In the legend there is something certain: the Child was beheaded. But they did it to adjust a tunic. Land mark. The Virgin’s right arm suffered a similar fate, replaced by a cardboard one that held a scepter and a bouquet of flowers. Anyway. Manca left her and that’s how she looks today.
Miracles were not limited to the historic Diocese of Cartagena. Some of them are amazing. This is the case of the liberation of Sebastián López from Toledo in 1571. The man was imprisoned in Algiers and, fed up with hearing how other Murcian prisoners recounted the wonders of the Virgin, he begged her to release him.
In an oversight of his captors, Sebastian escaped after twelve years of captivity. So far, something to use in so many cases. Now, however, comes the good. While he was heading to Oran, two lions came out to meet the fleeing man.
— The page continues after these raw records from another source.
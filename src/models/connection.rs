//! Store kinds and the session statements that differ between them.

use serde::{Deserialize, Serialize};

/// SQL store behind a connection.
#[derive(Debug, Clone, Copy, PartialEq, Eq, Hash, Serialize, Deserialize)]
#[serde(rename_all = "lowercase")]
pub enum DatabaseType {
    PostgreSQL,
    /// Also MariaDB
    MySQL,
    SQLite,
}

impl DatabaseType {
    /// Identify the store from a connection URL's scheme.
    pub fn from_connection_string(connection_string: &str) -> Option<Self> {
        let (scheme, _) = connection_string.split_once(':')?;
        match scheme.to_ascii_lowercase().as_str() {
            "postgres" | "postgresql" => Some(Self::PostgreSQL),
            "mysql" | "mariadb" => Some(Self::MySQL),
            "sqlite" => Some(Self::SQLite),
            _ => None,
        }
    }

    pub fn display_name(&self) -> &'static str {
        match self {
            Self::PostgreSQL => "PostgreSQL",
            Self::MySQL => "MySQL",
            Self::SQLite => "SQLite",
        }
    }

    /// Statement that opens an explicit transaction.
    ///
    /// SQLite takes the write lock up front so two writers never deadlock on
    /// a shared-to-exclusive lock upgrade.
    pub fn begin_statement(&self) -> &'static str {
        match self {
            Self::PostgreSQL => "BEGIN",
            Self::MySQL => "START TRANSACTION",
            Self::SQLite => "BEGIN IMMEDIATE",
        }
    }

    /// Statement that switches the session's read-only flag.
    pub fn read_only_statement(&self, read_only: bool) -> &'static str {
        match (self, read_only) {
            (Self::PostgreSQL, true) => "SET SESSION CHARACTERISTICS AS TRANSACTION READ ONLY",
            (Self::PostgreSQL, false) => "SET SESSION CHARACTERISTICS AS TRANSACTION READ WRITE",
            (Self::MySQL, true) => "SET SESSION TRANSACTION READ ONLY",
            (Self::MySQL, false) => "SET SESSION TRANSACTION READ WRITE",
            (Self::SQLite, true) => "PRAGMA query_only = ON",
            (Self::SQLite, false) => "PRAGMA query_only = OFF",
        }
    }
}

impl std::fmt::Display for DatabaseType {
    fn fmt(&self, f: &mut std::fmt::Formatter<'_>) -> std::fmt::Result {
        f.write_str(self.display_name())
    }
}

#[cfg(test)]
mod tests {
    use super::*;

    #[test]
    fn test_scheme_selects_store() {
        let cases = [
            ("postgres://localhost/db", Some(DatabaseType::PostgreSQL)),
            ("PostgreSQL://localhost/db", Some(DatabaseType::PostgreSQL)),
            ("mariadb://localhost/db", Some(DatabaseType::MySQL)),
            ("sqlite:test.db", Some(DatabaseType::SQLite)),
            ("sqlite://data/test.db", Some(DatabaseType::SQLite)),
            ("sqlite3:test.db", None),
            ("no-scheme", None),
        ];
        for (url, expected) in cases {
            assert_eq!(DatabaseType::from_connection_string(url), expected, "{url}");
        }
    }

    #[test]
    fn test_sqlite_begins_immediate() {
        assert_eq!(DatabaseType::SQLite.begin_statement(), "BEGIN IMMEDIATE");
        assert_eq!(
            DatabaseType::SQLite.read_only_statement(true),
            "PRAGMA query_only = ON"
        );
    }
}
Again, he invoked that distant Murcian Virgin.
When the beasts heard the name of Los Remedios, “they approached him as if offering to be his companions and guide on his journeys,” Villalba said. They did so until they reached the city, when they fled in terror. Those events made such an impression on Sebastián (let’s see who wouldn’t be) that on December 20, 1571 he landed in Murcia to thank Marian help.
The prodigy of the ditch
That year another even more legendary event happened. Alonso de Tello, from Lorca, was walking along the Cope beach when he was captured and taken to Algiers. As torture, every night they put him to sleep in an ark on which a guardian slept. That you also have to want. He then prayed to the Remedies and fell asleep; to wake up in the same place of capturing him. Without returning to Lorca, he walked to the capital to thank for the help.
On another occasion, he even revived a child who had drowned hours before in the Aljufía ditch and whose mother brought him already dead before the miraculous sculpture. She kept a pregnant woman who fell into another ditch alive for more than half an hour, “without having drunk a drop of water.” The last miracle of the Virgen del Cuello Tuerto would be that, in this forgetful Murcia, the legend would become a tourist attraction. But a fat miracle.